Innovation is one of those concepts that we face everyday in different contexts and cases with many definitions. Most of the time, people and organizations put innovation as a value to be chased or as a final result: “I want to be an innovator”; “I want to have a revolutionary product”.

However, if I could offer a definition to innovation that I believe is more appropriated would be the ability to generate perceived value. By this, innovation would be the capability to design whatever we want for someone, or a group of people or even for the whole society in a more relevant and assertive way.

It represents, therefore, a human-centred process.

What I’m trying to say is that to be an innovator it is not about focusing on the final result. It is to be able to access latent human needs and translate them into something tangible, from a new product, services, or business to even solutions that change our cultural, social, politic, and economic patterns. Although we are capable of defining the scale of innovation to be created, when the start point is the people, the impact of this innovation increases exponentially.

In addition, if innovation is a process, it can be, therefore, systematized and put into practice by anyone who has learned it. Design, as a discipline and a field of study, has a form of thinking – Design Thinking. In its essence, Design – and the designers – before beginning to design a solution searches for a human understanding, what people speak, feel, see, hear and how they interact with others and the environment they are in.

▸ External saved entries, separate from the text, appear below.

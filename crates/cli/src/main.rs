mod render;

use std::fs;

use anyhow::{Context, Result};
use clap::{Parser, Subcommand, ValueEnum};
use gridcipher_core::{
    CellToken, ColumnOrder, Decoded, DecoderConfig, Document, DocumentSource, FileSource,
    ReaderSource, tokenize_tables,
};
use gridcipher_diagnostics as diag;

use crate::render::{Format, print_summary, render_diagnostics_pretty};

// ── CLI definition ──────────────────────────────────────────────────────

#[derive(Parser, Debug)]
#[command(
    name = "gridcipher",
    version,
    about = "Decode the hidden message in a published coordinate table"
)]
struct Cli {
    /// Output mode: "pretty" for human-readable output, "json" for
    /// machine-readable JSON. Defaults to "pretty" when stdout is a TTY,
    /// "json" otherwise.
    #[arg(long, global = true, value_parser = ["pretty", "json"])]
    output: Option<String>,

    /// Increase log verbosity (-v debug, -vv trace). RUST_LOG overrides.
    #[arg(short, long, global = true, action = clap::ArgAction::Count)]
    verbose: u8,

    #[command(subcommand)]
    cmd: Cmd,
}

#[derive(Subcommand, Debug)]
enum Cmd {
    /// Decode an HTML document (file path, or `-` for stdin) and print the
    /// grid and the hidden message.
    Decode {
        file: String,
        /// Path to a JSON decoder configuration.
        #[arg(long)]
        config: Option<String>,
        /// Column order of each table row (overrides --config).
        #[arg(long, value_enum)]
        order: Option<OrderArg>,
        /// Fill character for empty grid cells (overrides --config).
        #[arg(long)]
        blank: Option<char>,
        /// Show notes about dropped rows and overwritten cells.
        #[arg(long)]
        diagnostics: bool,
        /// Also list the first N parsed positions before the grid.
        #[arg(long, value_name = "N")]
        positions: Option<usize>,
    },

    /// Print the table cells and row boundaries found in a document.
    Cells {
        file: String,
        /// Only print the first N tokens.
        #[arg(long)]
        limit: Option<usize>,
    },

    /// Explain a diagnostic ID (e.g. GRD1001).
    Explain { id: String },
}

/// Column order for the `decode` command.
#[derive(Debug, Clone, Copy, ValueEnum)]
enum OrderArg {
    /// x-coordinate, character, y-coordinate.
    #[value(name = "x-char-y")]
    XCharY,
    /// character, x-coordinate, y-coordinate.
    #[value(name = "char-x-y")]
    CharXY,
}

impl From<OrderArg> for ColumnOrder {
    fn from(o: OrderArg) -> Self {
        match o {
            OrderArg::XCharY => ColumnOrder::XCharY,
            OrderArg::CharXY => ColumnOrder::CharXY,
        }
    }
}

// ── Main ────────────────────────────────────────────────────────────────

fn main() -> Result<()> {
    let cli = Cli::parse();
    init_logging(cli.verbose);
    let format = Format::resolve_or_detect(cli.output.as_deref());

    match cli.cmd {
        Cmd::Decode {
            file,
            config,
            order,
            blank,
            diagnostics,
            positions,
        } => {
            let config = resolve_config(config.as_deref(), order, blank)?;
            cmd_decode(&file, &config, diagnostics, positions, format)?
        }
        Cmd::Cells { file, limit } => cmd_cells(&file, limit, format)?,
        Cmd::Explain { id } => cmd_explain(&id, format)?,
    }

    Ok(())
}

fn init_logging(verbose: u8) {
    let level = match verbose {
        0 => "warn",
        1 => "debug",
        _ => "trace",
    };
    env_logger::Builder::from_env(env_logger::Env::default().default_filter_or(level))
        .format_timestamp(None)
        .init();
}

// ── Commands ────────────────────────────────────────────────────────────

fn cmd_decode(
    file: &str,
    config: &DecoderConfig,
    show_diags: bool,
    positions: Option<usize>,
    format: Format,
) -> Result<()> {
    let doc = read_document(file)?;
    let out = doc.decode(config);

    match format {
        Format::Json => {
            let mut json = serde_json::json!({
                "grid": &out.grid,
                "width": out.grid.width(),
                "height": out.grid.height(),
                "message": &out.message,
                "records": out.records.len(),
                "diagnostics": &out.diagnostics,
            });
            if let Some(n) = positions {
                let shown = &out.records[..n.min(out.records.len())];
                json["positions"] = serde_json::to_value(shown)?;
            }
            println!("{}", serde_json::to_string_pretty(&json)?);
        }
        Format::Pretty => {
            if let Some(n) = positions {
                print_positions(&out, n);
            }
            print_decoded(&out);
            if show_diags {
                render_diagnostics_pretty(&doc.text, &doc.name, &out.diagnostics);
            }
            print_summary(out.records.len(), &out.diagnostics);
        }
    }
    Ok(())
}

fn print_positions(out: &Decoded, limit: usize) {
    println!("Positions found: {}", out.records.len());
    let shown = &out.records[..limit.min(out.records.len())];
    if !shown.is_empty() {
        println!("First {} positions:", shown.len());
        for rec in shown {
            println!("  {:?} at ({}, {})", rec.glyph, rec.x, rec.y);
        }
    }
    println!();
}

fn print_decoded(out: &Decoded) {
    println!("Grid:");
    if !out.grid.is_empty() {
        println!("{}", out.grid);
    }
    println!();
    if out.message.is_empty() {
        println!("No uppercase letters found in grid");
    } else {
        println!("Secret message (uppercase letters): {}", out.message);
        println!("Total uppercase letters: {}", out.message.chars().count());
    }
}

fn cmd_cells(file: &str, limit: Option<usize>, format: Format) -> Result<()> {
    let doc = read_document(file)?;
    let tokens = tokenize_tables(&doc.text);
    let shown = &tokens[..limit.unwrap_or(tokens.len()).min(tokens.len())];

    match format {
        Format::Json => {
            let json = serde_json::json!({
                "total": tokens.len(),
                "tokens": shown,
            });
            println!("{}", serde_json::to_string_pretty(&json)?);
        }
        Format::Pretty => {
            println!("Total cells extracted: {}", tokens.len());
            for (i, tok) in shown.iter().enumerate() {
                match tok {
                    CellToken::Text { text, .. } => println!("  {i}: {text:?}"),
                    CellToken::RowEnd => println!("  {i}: <row end>"),
                }
            }
        }
    }
    Ok(())
}

fn cmd_explain(id: &str, format: Format) -> Result<()> {
    match format {
        Format::Json => {
            let out = serde_json::json!({
                "id": id,
                "explanation": diag::explain(id),
            });
            println!("{}", serde_json::to_string_pretty(&out)?);
        }
        Format::Pretty => {
            if let Some(text) = diag::explain(id) {
                use ariadne::Fmt;
                println!("{}: {}", id.fg(ariadne::Color::Cyan), text);
            } else {
                println!("{}: (no explanation available)", id);
            }
        }
    }
    Ok(())
}

// ── Helpers ─────────────────────────────────────────────────────────────

/// Read the document named on the command line; `-` means stdin.
fn read_document(file: &str) -> Result<Document> {
    let mut source: Box<dyn DocumentSource> = if file == "-" {
        Box::new(ReaderSource::stdin())
    } else {
        Box::new(FileSource::new(file))
    };
    let doc = source
        .read_document()
        .with_context(|| format!("cannot read document {}", source.name()))?;
    Ok(doc)
}

/// Build the decoder configuration from (in priority order):
///   1. `--order` / `--blank` flags
///   2. the `--config` JSON file
///   3. built-in defaults
fn resolve_config(
    path: Option<&str>,
    order: Option<OrderArg>,
    blank: Option<char>,
) -> Result<DecoderConfig> {
    let mut config = match path {
        Some(p) => {
            let text = fs::read_to_string(p)
                .with_context(|| format!("failed to read config file '{p}'"))?;
            serde_json::from_str::<DecoderConfig>(&text)
                .with_context(|| format!("failed to parse config file '{p}'"))?
        }
        None => DecoderConfig::default(),
    };
    if let Some(order) = order {
        config = config.with_column_order(order.into());
    }
    if let Some(blank) = blank {
        config = config.with_blank(blank);
    }
    log::debug!("decoder config: {config:?}");
    Ok(config)
}
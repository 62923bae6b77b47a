use serde::{Deserialize, Serialize};
use gridcipher_diagnostics::Span;

/// One unit of a tabular document: the text of a cell, or the end of a row.
///
/// Row boundaries are a dedicated variant rather than a magic string, so no
/// cell text can ever be mistaken for a boundary.
#[derive(Debug, Clone, PartialEq, Eq, Serialize, Deserialize)]
#[serde(tag = "kind", rename_all = "snake_case")]
pub enum CellToken {
    /// Trimmed text content of a single cell.
    Text {
        /// Cell text with surrounding whitespace removed.
        text: String,
        /// Byte span of the cell in the source document, if known.
        #[serde(skip_serializing_if = "Option::is_none", default)]
        span: Option<Span>,
    },
    /// End of a table row.
    RowEnd,
}

impl CellToken {
    /// A text token with no source position.
    pub fn text(text: impl Into<String>) -> Self {
        CellToken::Text {
            text: text.into(),
            span: None,
        }
    }

    /// A text token located at `span` in the source document.
    pub fn text_at(text: impl Into<String>, span: Span) -> Self {
        CellToken::Text {
            text: text.into(),
            span: Some(span),
        }
    }

    /// Cell text, or `None` for a row boundary.
    pub fn as_text(&self) -> Option<&str> {
        match self {
            CellToken::Text { text, .. } => Some(text),
            CellToken::RowEnd => None,
        }
    }

    /// Source span of a text token.
    pub fn span(&self) -> Option<Span> {
        match self {
            CellToken::Text { span, .. } => *span,
            CellToken::RowEnd => None,
        }
    }
}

Design is an experimental and empirical discipline that from practical experiences in the past decades has created a process – not necessarily a linear process – to understand and extract human needs and from that generate innovation.

In the end, what Design proposes is a focus shifting in the innovation field.

Design is encouraging people and organization to expand their mindset to not only search for quantitative information about their clients or users in order to innovate. No matter how much graphics, sheets, and tables are attractive and make us feel we are in control, quantitative data only provide the answers we want, but does not really reveal what clients want to say to you, as Marc Stickhorn and Jakob Schneider put in their book This is Service Design Thinking (2014, p. 142).

On the other hand, you can go out there and start to talk with your clients. For sure it will be an interesting experience and will provide you a new perspective about how to deliver innovation – perceived value – to someone. To be curious and venture driven is part of what takes to be a designer and express one of the Design’s values – experimentation.

But Design is not only a mindset. It gives the support needed to better address a problem and to comprehend our clients.

Design as a process – what common sense calls Design Thinking – has its phases and tools. My goal here is to give an overview about one of those tools and why from now on we are going to talk about how to build a Design Persona.

The Origin of Personas

Before going to the definition of Persona, I would like to tell you where this concept came from.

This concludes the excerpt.